→ Brief
Your job is to return every line of the listing holding the string "async".

======== Dataset content

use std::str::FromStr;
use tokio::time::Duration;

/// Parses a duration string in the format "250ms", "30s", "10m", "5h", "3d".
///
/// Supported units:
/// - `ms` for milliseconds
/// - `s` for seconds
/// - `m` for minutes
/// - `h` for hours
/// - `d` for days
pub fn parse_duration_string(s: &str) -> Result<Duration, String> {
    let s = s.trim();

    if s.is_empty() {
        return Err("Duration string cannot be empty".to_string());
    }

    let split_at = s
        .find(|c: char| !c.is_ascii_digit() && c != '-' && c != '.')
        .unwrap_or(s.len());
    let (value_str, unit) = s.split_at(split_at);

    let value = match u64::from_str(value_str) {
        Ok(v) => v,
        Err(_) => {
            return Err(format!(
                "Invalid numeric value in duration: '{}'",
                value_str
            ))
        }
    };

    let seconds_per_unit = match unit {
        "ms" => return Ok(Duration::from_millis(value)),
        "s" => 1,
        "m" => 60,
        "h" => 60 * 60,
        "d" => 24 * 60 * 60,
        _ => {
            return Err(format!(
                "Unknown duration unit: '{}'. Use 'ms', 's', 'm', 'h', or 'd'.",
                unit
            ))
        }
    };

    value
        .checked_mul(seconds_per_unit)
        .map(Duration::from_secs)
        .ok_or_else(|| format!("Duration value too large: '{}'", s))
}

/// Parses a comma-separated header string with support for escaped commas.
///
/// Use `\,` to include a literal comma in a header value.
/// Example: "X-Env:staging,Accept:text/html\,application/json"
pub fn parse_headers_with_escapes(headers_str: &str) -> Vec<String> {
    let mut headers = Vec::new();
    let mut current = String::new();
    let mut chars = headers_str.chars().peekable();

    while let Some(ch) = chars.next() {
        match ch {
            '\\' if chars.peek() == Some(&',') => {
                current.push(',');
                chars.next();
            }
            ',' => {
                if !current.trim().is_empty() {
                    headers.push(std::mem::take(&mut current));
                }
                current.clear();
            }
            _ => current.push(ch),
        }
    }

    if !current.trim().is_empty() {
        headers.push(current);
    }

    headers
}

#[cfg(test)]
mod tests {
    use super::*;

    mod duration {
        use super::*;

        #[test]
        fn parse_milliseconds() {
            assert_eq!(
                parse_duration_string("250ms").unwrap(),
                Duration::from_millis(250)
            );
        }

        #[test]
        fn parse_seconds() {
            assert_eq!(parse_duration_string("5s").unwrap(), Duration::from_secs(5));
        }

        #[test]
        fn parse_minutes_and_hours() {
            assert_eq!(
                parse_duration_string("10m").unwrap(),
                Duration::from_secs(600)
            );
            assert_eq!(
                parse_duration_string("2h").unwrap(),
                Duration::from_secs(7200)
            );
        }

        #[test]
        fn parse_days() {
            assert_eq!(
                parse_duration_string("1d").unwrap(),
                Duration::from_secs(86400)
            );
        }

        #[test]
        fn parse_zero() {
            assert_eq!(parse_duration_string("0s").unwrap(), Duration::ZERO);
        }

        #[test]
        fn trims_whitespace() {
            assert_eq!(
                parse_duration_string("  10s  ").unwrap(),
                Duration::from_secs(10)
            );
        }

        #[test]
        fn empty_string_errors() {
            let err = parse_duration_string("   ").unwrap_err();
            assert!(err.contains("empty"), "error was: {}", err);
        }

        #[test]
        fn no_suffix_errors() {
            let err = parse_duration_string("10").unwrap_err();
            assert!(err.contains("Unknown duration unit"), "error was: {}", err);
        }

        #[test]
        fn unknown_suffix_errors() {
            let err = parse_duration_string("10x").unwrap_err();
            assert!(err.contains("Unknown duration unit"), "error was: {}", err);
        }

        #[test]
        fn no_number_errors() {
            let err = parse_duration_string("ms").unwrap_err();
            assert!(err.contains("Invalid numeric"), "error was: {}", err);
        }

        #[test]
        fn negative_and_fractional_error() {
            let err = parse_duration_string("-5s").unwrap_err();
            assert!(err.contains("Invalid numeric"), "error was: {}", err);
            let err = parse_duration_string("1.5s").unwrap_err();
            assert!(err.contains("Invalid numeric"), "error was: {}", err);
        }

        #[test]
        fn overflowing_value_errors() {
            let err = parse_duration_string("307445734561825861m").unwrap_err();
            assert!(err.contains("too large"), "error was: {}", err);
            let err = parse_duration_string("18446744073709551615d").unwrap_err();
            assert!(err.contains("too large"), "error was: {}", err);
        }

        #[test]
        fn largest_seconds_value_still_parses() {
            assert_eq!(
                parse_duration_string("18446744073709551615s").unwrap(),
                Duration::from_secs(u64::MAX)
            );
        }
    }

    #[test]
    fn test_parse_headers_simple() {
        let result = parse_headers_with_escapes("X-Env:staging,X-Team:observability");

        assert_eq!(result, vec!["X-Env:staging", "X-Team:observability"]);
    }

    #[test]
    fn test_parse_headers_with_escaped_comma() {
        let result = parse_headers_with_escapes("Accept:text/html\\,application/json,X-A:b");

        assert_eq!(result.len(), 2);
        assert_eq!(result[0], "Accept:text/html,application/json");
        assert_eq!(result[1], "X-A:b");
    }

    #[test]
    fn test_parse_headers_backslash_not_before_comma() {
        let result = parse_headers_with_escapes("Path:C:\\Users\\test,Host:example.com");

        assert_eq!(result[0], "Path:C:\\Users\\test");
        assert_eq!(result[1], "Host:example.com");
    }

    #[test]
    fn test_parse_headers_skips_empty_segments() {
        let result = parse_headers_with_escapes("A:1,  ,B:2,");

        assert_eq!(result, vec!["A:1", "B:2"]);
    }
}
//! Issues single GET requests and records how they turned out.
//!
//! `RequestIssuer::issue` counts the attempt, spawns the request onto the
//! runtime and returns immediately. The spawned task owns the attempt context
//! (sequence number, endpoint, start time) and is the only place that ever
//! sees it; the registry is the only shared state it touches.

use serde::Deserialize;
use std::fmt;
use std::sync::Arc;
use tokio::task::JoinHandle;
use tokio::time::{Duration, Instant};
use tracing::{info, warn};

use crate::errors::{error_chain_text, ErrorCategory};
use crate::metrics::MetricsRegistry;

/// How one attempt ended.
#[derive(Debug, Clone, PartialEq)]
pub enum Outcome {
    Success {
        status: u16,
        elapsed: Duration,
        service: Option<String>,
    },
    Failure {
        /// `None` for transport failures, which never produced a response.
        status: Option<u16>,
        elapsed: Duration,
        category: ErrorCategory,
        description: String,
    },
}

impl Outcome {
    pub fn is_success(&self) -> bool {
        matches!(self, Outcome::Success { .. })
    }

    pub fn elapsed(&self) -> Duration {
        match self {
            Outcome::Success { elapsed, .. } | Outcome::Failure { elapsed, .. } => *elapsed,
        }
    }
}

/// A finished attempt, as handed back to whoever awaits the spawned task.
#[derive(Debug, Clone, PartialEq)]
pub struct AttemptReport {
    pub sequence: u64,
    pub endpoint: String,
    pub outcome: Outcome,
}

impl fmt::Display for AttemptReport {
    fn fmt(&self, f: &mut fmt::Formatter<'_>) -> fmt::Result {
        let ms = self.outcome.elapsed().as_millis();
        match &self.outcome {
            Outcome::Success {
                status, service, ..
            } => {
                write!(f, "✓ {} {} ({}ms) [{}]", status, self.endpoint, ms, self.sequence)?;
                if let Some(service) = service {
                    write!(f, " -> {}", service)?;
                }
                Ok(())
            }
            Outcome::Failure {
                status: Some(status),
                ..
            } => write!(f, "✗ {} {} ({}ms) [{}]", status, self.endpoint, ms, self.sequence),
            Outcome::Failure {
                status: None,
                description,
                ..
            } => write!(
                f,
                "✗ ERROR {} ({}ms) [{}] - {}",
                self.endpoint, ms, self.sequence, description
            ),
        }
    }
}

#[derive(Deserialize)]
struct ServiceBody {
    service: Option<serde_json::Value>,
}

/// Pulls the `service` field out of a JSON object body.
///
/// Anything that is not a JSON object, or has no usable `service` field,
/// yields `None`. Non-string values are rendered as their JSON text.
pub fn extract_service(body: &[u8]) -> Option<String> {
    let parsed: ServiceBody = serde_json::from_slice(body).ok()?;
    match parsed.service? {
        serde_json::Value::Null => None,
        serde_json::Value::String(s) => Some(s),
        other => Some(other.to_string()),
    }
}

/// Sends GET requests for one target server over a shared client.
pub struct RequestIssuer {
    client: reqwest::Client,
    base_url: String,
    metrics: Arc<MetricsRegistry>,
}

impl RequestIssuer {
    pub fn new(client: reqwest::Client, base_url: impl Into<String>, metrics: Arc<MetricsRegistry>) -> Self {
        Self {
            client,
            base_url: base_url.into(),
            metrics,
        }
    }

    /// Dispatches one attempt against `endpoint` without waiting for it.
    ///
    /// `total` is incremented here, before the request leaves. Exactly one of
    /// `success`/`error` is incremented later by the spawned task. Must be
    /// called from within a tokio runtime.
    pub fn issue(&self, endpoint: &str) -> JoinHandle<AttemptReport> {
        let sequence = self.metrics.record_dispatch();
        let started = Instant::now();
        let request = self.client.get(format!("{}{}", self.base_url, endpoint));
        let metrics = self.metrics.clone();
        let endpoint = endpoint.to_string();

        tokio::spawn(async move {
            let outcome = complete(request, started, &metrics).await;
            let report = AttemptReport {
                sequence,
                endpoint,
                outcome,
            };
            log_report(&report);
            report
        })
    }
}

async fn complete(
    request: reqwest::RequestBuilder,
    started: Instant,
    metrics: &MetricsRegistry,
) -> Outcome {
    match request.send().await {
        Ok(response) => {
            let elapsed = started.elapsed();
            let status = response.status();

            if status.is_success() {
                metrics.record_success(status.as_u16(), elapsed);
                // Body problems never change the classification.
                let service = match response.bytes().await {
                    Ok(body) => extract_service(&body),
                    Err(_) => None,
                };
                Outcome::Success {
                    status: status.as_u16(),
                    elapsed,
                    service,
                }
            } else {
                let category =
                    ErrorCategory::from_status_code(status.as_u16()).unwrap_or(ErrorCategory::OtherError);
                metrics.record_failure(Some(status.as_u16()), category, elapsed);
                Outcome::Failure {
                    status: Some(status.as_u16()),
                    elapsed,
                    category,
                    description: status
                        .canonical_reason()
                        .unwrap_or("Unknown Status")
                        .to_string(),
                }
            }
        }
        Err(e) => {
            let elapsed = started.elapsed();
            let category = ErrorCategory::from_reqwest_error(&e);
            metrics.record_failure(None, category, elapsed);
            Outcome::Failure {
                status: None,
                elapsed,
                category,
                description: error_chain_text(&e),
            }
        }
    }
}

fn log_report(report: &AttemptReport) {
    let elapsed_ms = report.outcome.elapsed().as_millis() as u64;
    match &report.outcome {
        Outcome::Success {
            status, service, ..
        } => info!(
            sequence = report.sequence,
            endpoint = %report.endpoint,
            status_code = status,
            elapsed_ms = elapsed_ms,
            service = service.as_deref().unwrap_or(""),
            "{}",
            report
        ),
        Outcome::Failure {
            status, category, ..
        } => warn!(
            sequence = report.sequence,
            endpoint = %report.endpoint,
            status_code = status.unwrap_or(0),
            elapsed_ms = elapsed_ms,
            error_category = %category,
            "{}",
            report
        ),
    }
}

================

→ Solution to this problem
        tokio::spawn(async move {
async fn complete(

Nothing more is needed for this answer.